Monitoring greenhouse gases (GHG) has already begun and the first reports are due in a few short months, but for the third time this year the EPA is proposing amendments to the GHG reporting requirements. The EPA predicts that a final rule will be published by the end of 2010, which is good news considering the first reporting deadline is March 2011 and somewhere around 10,000 facilities will be impacted.

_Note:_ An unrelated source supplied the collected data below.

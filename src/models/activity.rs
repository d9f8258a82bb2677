use chrono::{NaiveDateTime, Utc};
use log::{error, warn};
use rusqlite::params;
use serde::Serialize;

use crate::db::{collect_rows, DbPool};
use crate::security::auth::ClientInfo;

/// One row of the append-only activity log, with the acting user's name
/// joined in when that user still exists.
#[derive(Debug, Serialize)]
pub struct ActivityEntry {
    pub id: i64,
    pub user_id: Option<i64>,
    pub username: Option<String>,
    pub action: String,
    pub entity_type: Option<String>,
    pub entity_id: Option<i64>,
    pub description: Option<String>,
    pub ip_address: Option<String>,
    pub user_agent: Option<String>,
    pub created_at: NaiveDateTime,
}

impl ActivityEntry {
    /// Append an entry. Never fails from the caller's point of view: a lost
    /// audit row is reported to the operational log and the action goes on.
    pub fn log(
        pool: &DbPool,
        user_id: Option<i64>,
        action: &str,
        entity_type: Option<&str>,
        entity_id: Option<i64>,
        description: Option<&str>,
        client: &ClientInfo,
    ) {
        let conn = match pool.get() {
            Ok(c) => c,
            Err(e) => {
                warn!("Activity log '{}' dropped, no connection: {}", action, e);
                return;
            }
        };
        let now = Utc::now().naive_utc();
        if let Err(e) = conn.execute(
            "INSERT INTO activity_logs (user_id, action, entity_type, entity_id, description, ip_address, user_agent, created_at)
             VALUES (?1, ?2, ?3, ?4, ?5, ?6, ?7, ?8)",
            params![
                user_id,
                action,
                entity_type,
                entity_id,
                description,
                client.ip_address,
                client.user_agent,
                now
            ],
        ) {
            warn!("Activity log '{}' dropped: {}", action, e);
        }
    }

    /// Newest entries first, at most `limit`. Empty on any failure.
    pub fn recent(pool: &DbPool, limit: i64) -> Vec<Self> {
        let conn = match pool.get() {
            Ok(c) => c,
            Err(e) => {
                error!("Recent activity: no connection: {}", e);
                return vec![];
            }
        };

        let mut stmt = match conn.prepare(
            "SELECT l.id, l.user_id, u.username, l.action, l.entity_type, l.entity_id,
                    l.description, l.ip_address, l.user_agent, l.created_at
             FROM activity_logs l
             LEFT JOIN users u ON u.id = l.user_id
             ORDER BY l.created_at DESC, l.id DESC
             LIMIT ?1",
        ) {
            Ok(s) => s,
            Err(e) => {
                error!("Recent activity query failed: {}", e);
                return vec![];
            }
        };

        let entries: Vec<Self> = stmt
            .query_map(params![limit.max(0)], |row| {
                Ok(ActivityEntry {
                    id: row.get(0)?,
                    user_id: row.get(1)?,
                    username: row.get(2)?,
                    action: row.get(3)?,
                    entity_type: row.get(4)?,
                    entity_id: row.get(5)?,
                    description: row.get(6)?,
                    ip_address: row.get(7)?,
                    user_agent: row.get(8)?,
                    created_at: row.get(9)?,
                })
            })
            .map(|rows| collect_rows("activity", rows))
            .unwrap_or_default();
        entries
    }

    pub fn count(pool: &DbPool) -> i64 {
        let conn = match pool.get() {
            Ok(c) => c,
            Err(_) => return 0,
        };
        conn.query_row("SELECT COUNT(*) FROM activity_logs", [], |row| row.get(0))
            .unwrap_or(0)
    }

    pub fn count_for_action(pool: &DbPool, action: &str) -> i64 {
        let conn = match pool.get() {
            Ok(c) => c,
            Err(_) => return 0,
        };
        conn.query_row(
            "SELECT COUNT(*) FROM activity_logs WHERE action = ?1",
            params![action],
            |row| row.get(0),
        )
        .unwrap_or(0)
    }
}
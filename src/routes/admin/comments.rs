use rocket::form::Form;
use rocket::response::Redirect;
use rocket::State;

use super::articles::StatusForm;
use super::{require_permission, AdminError};
use crate::db::DbPool;
use crate::models::activity::ActivityEntry;
use crate::models::comment::Comment;
use crate::security::auth::{AuthGate, ClientInfo};

pub const COMMENT_STATUSES: &[&str] = &["pending", "approved", "spam"];

#[post("/comments/<id>/status", data = "<form>")]
pub fn comment_status(
    pool: &State<DbPool>,
    gate: AuthGate,
    client: ClientInfo,
    id: i64,
    form: Form<StatusForm>,
) -> Result<Redirect, AdminError> {
    let session = require_permission(pool, gate, "moderate_comments")?;
    let status = form.status.trim();
    if !COMMENT_STATUSES.contains(&status) {
        return Err(AdminError::BadRequest(format!("Unknown comment status: {}", status)));
    }
    let comment =
        Comment::find_by_id(pool, id).ok_or_else(|| AdminError::NotFound("Comment not found".to_string()))?;

    Comment::update_status(pool, id, status).map_err(|e| AdminError::internal("Moderating the comment", e))?;

    ActivityEntry::log(
        pool,
        session.user_id(),
        "comment_status",
        Some("comment"),
        Some(id),
        Some(&format!("comment by '{}' on article {} -> {}", comment.author_name, comment.article_id, status)),
        &client,
    );
    Ok(Redirect::to("/admin"))
}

The basic Greenhouse Gas Reporting Rule requires annual reporting to the EPA of greenhouse gas emissions from large sources and suppliers in the United States. Reports are required of fossil fuel suppliers and industrial gas suppliers, manufacturers of vehicles and engines outside of the light-duty sector, and certain downstream facilities that emit greenhouse gases (primarily large facilities emitting 25,000 metric tons of carbon dioxide equivalent or more of GHG emissions per year). The GHG’s included in the report are the anthropogenic GHG emissions covered under the United Nations Framework Convention on Climate Change (UNFCCC); carbon dioxide (CO2), methane (CH4), nitrous oxide (N2O), hydrofluorocarbons (HFC), perfluorochemicals (PFC), and sulfur hexafluoride (SF6), as well as other fluorinated gases (e.g., nitrogen trifluoride and hydrofluorinated ethers).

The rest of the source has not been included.